→ **Data for analysis**
*** Begin section ***
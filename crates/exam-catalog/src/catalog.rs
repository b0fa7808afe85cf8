#![deny(unsafe_code)]

use std::collections::{BTreeMap, BTreeSet};
use std::path::Path;

use serde::Deserialize;

use exam_model::document::{Document, Paper, PaperKind};
use exam_model::exams;

use crate::error::CatalogError;

/// Document lists for one (exam, subject code, year) cell of the catalog.
#[derive(Debug, Clone, Default, Deserialize)]
pub struct YearDocuments {
    #[serde(default, rename = "exampapers")]
    pub exam_papers: Vec<Document>,
    #[serde(default, rename = "markingschemes")]
    pub marking_schemes: Vec<Document>,
}

/// subject code -> year -> documents
type SubjectYears = BTreeMap<String, BTreeMap<String, YearDocuments>>;

/// The static, immutable paper catalog: a nested exam -> subject code ->
/// year -> documents mapping plus a bidirectional subject code/name index.
/// Loaded and validated once at startup, never mutated.
///
/// On the wire the exam maps sit at the top level of the JSON object, next to
/// the two index tables; `serde(flatten)` picks them up.
#[derive(Debug, Clone, Deserialize)]
pub struct Catalog {
    #[serde(rename = "subjectCodeToName")]
    subject_code_to_name: BTreeMap<String, String>,
    #[serde(rename = "subjectNameToCodes")]
    subject_name_to_codes: BTreeMap<String, Vec<String>>,
    #[serde(flatten)]
    exams: BTreeMap<String, SubjectYears>,
}

/// Counts reported after a successful load, for startup logging and the
/// status footer.
#[derive(Debug, Clone, Copy, serde::Serialize)]
pub struct CatalogSummary {
    pub exam_count: usize,
    pub subject_code_count: usize,
    pub subject_name_count: usize,
    pub document_count: usize,
}

const BUNDLED_CATALOG: &str = include_str!("../assets/catalog.json");

impl Catalog {
    /// Load the catalog bundled with the application.
    pub fn load_default() -> Result<Self, CatalogError> {
        let catalog = Self::from_json_str(BUNDLED_CATALOG, "bundled catalog")?;
        tracing::debug!(summary = ?catalog.summary(), "loaded bundled catalog");
        Ok(catalog)
    }

    /// Load a catalog from a JSON file on disk.
    pub fn from_path(path: &Path) -> Result<Self, CatalogError> {
        let contents = std::fs::read_to_string(path).map_err(|e| CatalogError::Io {
            path: path.to_path_buf(),
            source: e,
        })?;
        Self::from_json_str(&contents, &path.display().to_string())
    }

    /// Parse and validate a catalog from a JSON string. `origin` names the
    /// source in parse errors.
    pub fn from_json_str(json: &str, origin: &str) -> Result<Self, CatalogError> {
        let catalog: Self = serde_json::from_str(json).map_err(|e| CatalogError::Json {
            origin: origin.to_string(),
            source: e,
        })?;
        catalog.validate()?;
        Ok(catalog)
    }

    /// Structural checks a well-formed catalog must pass. Violations are
    /// fatal at startup: without them no meaningful default state exists.
    fn validate(&self) -> Result<(), CatalogError> {
        if self.exams.is_empty() {
            return Err(CatalogError::Empty);
        }
        if self.subject_code_to_name.is_empty() {
            return Err(CatalogError::NoSubjects);
        }

        for (exam, subjects) in &self.exams {
            for code in subjects.keys() {
                if !self.subject_code_to_name.contains_key(code) {
                    return Err(CatalogError::UnknownSubjectCode {
                        exam: exam.clone(),
                        code: code.clone(),
                    });
                }
            }
        }

        for (name, codes) in &self.subject_name_to_codes {
            for code in codes {
                match self.subject_code_to_name.get(code) {
                    None => {
                        return Err(CatalogError::UnindexedCode {
                            name: name.clone(),
                            code: code.clone(),
                        });
                    }
                    Some(mapped) if mapped != name => {
                        return Err(CatalogError::InconsistentIndex {
                            name: name.clone(),
                            code: code.clone(),
                            mapped: mapped.clone(),
                        });
                    }
                    Some(_) => {}
                }
            }
        }

        Ok(())
    }

    /// Exam codes in display order: known exams first, anything else after,
    /// alphabetically.
    pub fn exam_codes(&self) -> Vec<&str> {
        let mut codes: Vec<&str> = self.exams.keys().map(String::as_str).collect();
        codes.sort_by_key(|code| (exams::display_rank(code), *code));
        codes
    }

    /// Sorted, duplicate-free subject names reachable from `exam`. Distinct
    /// codes sharing one display name collapse to a single entry.
    pub fn subject_names(&self, exam: &str) -> Vec<String> {
        let Some(subjects) = self.exams.get(exam) else {
            return Vec::new();
        };
        let names: BTreeSet<&str> = subjects
            .keys()
            .filter_map(|code| self.subject_code_to_name.get(code))
            .map(String::as_str)
            .collect();
        names.into_iter().map(str::to_string).collect()
    }

    /// The subject codes sharing a display name. Several codes per name
    /// arise from historical renumbering.
    pub fn codes_for_subject(&self, name: &str) -> &[String] {
        self.subject_name_to_codes
            .get(name)
            .map(Vec::as_slice)
            .unwrap_or(&[])
    }

    /// Years with documents for `subject_name` under `exam`, unioned across
    /// every code sharing the name, sorted descending and deduplicated.
    pub fn years(&self, exam: &str, subject_name: &str) -> Vec<String> {
        let Some(subjects) = self.exams.get(exam) else {
            return Vec::new();
        };
        let mut years: BTreeSet<&str> = BTreeSet::new();
        for code in self.codes_for_subject(subject_name) {
            if let Some(by_year) = subjects.get(code) {
                years.extend(by_year.keys().map(String::as_str));
            }
        }
        years.into_iter().rev().map(str::to_string).collect()
    }

    /// Every document for (exam, subject name, year), unioned across codes
    /// sharing the name: exam papers first, then marking schemes, each kept
    /// in code order.
    pub fn papers(&self, exam: &str, subject_name: &str, year: &str) -> Vec<Paper> {
        let Some(subjects) = self.exams.get(exam) else {
            return Vec::new();
        };
        let mut exam_papers = Vec::new();
        let mut marking_schemes = Vec::new();
        for code in self.codes_for_subject(subject_name) {
            let Some(by_year) = subjects.get(code) else {
                continue;
            };
            let Some(documents) = by_year.get(year) else {
                continue;
            };
            exam_papers.extend(
                documents
                    .exam_papers
                    .iter()
                    .map(|d| Paper::from_document(PaperKind::ExamPaper, d)),
            );
            marking_schemes.extend(
                documents
                    .marking_schemes
                    .iter()
                    .map(|d| Paper::from_document(PaperKind::MarkingScheme, d)),
            );
        }
        exam_papers.extend(marking_schemes);
        exam_papers
    }

    pub fn summary(&self) -> CatalogSummary {
        let document_count = self
            .exams
            .values()
            .flat_map(BTreeMap::values)
            .flat_map(BTreeMap::values)
            .map(|docs| docs.exam_papers.len() + docs.marking_schemes.len())
            .sum();
        CatalogSummary {
            exam_count: self.exams.len(),
            subject_code_count: self.subject_code_to_name.len(),
            subject_name_count: self.subject_name_to_codes.len(),
            document_count,
        }
    }
}
//! Small reusable widgets.

use eframe::egui::{self, Ui};

/// A dropdown whose popup embeds a filter field and the matching options:
/// egui's rendering of a type-ahead combo box.
///
/// Typing an exact option value selects it immediately, so a year can be
/// entered on the keyboard; Enter selects when exactly one option matches.
/// Returns the picked value, if any.
pub fn searchable_combo(
    ui: &mut Ui,
    id_salt: &str,
    width: f32,
    current: &str,
    options: &[String],
    query: &mut String,
) -> Option<String> {
    let mut picked = None;

    egui::ComboBox::from_id_salt(id_salt)
        .selected_text(if current.is_empty() { "—" } else { current })
        .width(width)
        .show_ui(ui, |ui| {
            let response = ui.add(
                egui::TextEdit::singleline(query)
                    .hint_text("Type to filter")
                    .desired_width(f32::INFINITY),
            );

            if response.changed() && options.iter().any(|o| o.as_str() == query.as_str()) {
                picked = Some(query.clone());
            }

            let needle = query.to_lowercase();
            let matches: Vec<&String> = options
                .iter()
                .filter(|o| o.to_lowercase().contains(&needle))
                .collect();

            if response.lost_focus()
                && ui.input(|i| i.key_pressed(egui::Key::Enter))
                && matches.len() == 1
            {
                picked = Some(matches[0].clone());
            }

            ui.separator();
            egui::ScrollArea::vertical().max_height(240.0).show(ui, |ui| {
                if matches.is_empty() {
                    ui.weak("No matches");
                }
                for option in matches {
                    let selected = option.as_str() == current;
                    if ui.selectable_label(selected, option.as_str()).clicked() && !selected {
                        picked = Some(option.clone());
                    }
                }
            });
        });

    picked
}
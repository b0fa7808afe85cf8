pub mod resolve;
pub mod selection;

pub use resolve::{FieldChange, resolve};
pub use selection::Selection;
*** End section ***
→ **What this task involves**
Respond with the number of lines in the listing above that include the word "Result", and with nothing more.

→ **Exercise solution**
4